Exercise :: Up to and including the line with "use super::cache::lock;", output the records exactly as they appear.
━━━━━━━━
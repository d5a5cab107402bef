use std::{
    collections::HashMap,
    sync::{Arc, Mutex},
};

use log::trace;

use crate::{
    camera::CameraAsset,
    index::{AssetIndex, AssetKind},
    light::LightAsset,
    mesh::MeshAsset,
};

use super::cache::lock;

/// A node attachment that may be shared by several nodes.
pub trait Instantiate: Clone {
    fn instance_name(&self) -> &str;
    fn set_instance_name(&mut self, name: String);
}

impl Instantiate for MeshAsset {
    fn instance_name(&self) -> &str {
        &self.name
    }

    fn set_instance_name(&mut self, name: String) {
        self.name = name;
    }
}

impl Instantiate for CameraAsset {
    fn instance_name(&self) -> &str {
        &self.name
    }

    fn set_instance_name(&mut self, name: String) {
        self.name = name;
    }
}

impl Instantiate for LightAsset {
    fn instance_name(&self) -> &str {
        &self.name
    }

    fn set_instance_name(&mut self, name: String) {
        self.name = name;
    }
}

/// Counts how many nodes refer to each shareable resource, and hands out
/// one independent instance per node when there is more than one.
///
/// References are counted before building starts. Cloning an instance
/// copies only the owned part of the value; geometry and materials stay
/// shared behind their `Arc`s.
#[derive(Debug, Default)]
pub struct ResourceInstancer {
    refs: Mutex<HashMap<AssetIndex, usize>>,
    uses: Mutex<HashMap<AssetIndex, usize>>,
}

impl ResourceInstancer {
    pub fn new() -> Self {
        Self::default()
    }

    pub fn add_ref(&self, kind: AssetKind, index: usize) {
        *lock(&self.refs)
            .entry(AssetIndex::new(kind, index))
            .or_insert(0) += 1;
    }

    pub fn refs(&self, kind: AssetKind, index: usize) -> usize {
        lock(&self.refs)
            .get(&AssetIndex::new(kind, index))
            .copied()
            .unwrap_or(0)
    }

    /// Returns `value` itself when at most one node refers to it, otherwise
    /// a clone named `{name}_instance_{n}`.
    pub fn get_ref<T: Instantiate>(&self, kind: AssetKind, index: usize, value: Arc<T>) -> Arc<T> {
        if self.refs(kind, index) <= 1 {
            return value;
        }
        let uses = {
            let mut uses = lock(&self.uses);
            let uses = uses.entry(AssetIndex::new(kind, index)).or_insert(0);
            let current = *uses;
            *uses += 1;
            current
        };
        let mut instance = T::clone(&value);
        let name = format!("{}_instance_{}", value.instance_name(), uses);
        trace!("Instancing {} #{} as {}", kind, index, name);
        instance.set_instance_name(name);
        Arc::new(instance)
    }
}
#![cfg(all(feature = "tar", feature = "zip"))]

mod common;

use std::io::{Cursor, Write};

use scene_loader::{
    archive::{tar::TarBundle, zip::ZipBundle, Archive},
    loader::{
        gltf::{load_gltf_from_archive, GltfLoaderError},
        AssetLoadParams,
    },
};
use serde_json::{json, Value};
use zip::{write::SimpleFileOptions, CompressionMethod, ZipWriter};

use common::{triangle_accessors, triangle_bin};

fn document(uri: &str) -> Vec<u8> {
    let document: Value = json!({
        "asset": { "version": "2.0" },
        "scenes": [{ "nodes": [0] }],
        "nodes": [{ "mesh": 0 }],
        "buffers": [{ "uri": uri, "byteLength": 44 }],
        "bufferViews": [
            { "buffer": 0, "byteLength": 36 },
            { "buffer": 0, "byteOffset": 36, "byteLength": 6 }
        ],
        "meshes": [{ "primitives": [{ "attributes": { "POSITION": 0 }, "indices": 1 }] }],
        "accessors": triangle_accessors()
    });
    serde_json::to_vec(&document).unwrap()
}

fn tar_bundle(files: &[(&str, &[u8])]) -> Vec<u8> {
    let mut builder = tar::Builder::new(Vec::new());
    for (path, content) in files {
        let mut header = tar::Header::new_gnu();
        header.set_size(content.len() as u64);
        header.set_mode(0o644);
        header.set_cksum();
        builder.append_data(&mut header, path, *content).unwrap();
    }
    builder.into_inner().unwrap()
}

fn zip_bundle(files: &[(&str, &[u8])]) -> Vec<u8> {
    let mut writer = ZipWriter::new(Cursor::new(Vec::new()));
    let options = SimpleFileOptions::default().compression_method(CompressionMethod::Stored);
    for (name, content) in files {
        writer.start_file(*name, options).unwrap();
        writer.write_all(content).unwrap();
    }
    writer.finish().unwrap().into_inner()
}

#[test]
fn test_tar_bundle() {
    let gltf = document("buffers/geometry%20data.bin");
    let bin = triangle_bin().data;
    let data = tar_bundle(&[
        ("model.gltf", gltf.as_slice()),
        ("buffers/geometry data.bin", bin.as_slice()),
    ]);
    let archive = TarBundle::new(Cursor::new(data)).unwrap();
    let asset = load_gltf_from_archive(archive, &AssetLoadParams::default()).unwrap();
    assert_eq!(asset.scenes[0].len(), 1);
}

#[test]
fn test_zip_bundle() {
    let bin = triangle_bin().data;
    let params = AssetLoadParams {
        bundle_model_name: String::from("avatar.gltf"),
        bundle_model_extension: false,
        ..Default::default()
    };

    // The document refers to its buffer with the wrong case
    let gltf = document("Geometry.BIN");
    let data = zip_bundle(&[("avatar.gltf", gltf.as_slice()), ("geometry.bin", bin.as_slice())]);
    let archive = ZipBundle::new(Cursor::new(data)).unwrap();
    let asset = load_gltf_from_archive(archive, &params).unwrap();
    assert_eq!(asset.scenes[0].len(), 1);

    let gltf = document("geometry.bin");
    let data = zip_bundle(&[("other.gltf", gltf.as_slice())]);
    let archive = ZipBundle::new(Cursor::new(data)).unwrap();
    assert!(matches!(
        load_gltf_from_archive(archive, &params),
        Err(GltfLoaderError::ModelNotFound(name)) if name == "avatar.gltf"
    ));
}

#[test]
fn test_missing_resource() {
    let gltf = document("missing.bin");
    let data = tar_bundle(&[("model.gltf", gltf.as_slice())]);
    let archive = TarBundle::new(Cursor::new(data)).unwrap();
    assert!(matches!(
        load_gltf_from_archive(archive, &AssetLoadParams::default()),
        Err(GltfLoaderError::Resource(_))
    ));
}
━━━━━━━━
Result of this exercise ::
repository d5a5cab107402bef
use std::{
    collections::HashMap,
    sync::{Arc, Mutex},
};

use log::trace;

use crate::{
    camera::CameraAsset,
    index::{AssetIndex, AssetKind},
    light::LightAsset,
    mesh::MeshAsset,
};

use super::cache::lock;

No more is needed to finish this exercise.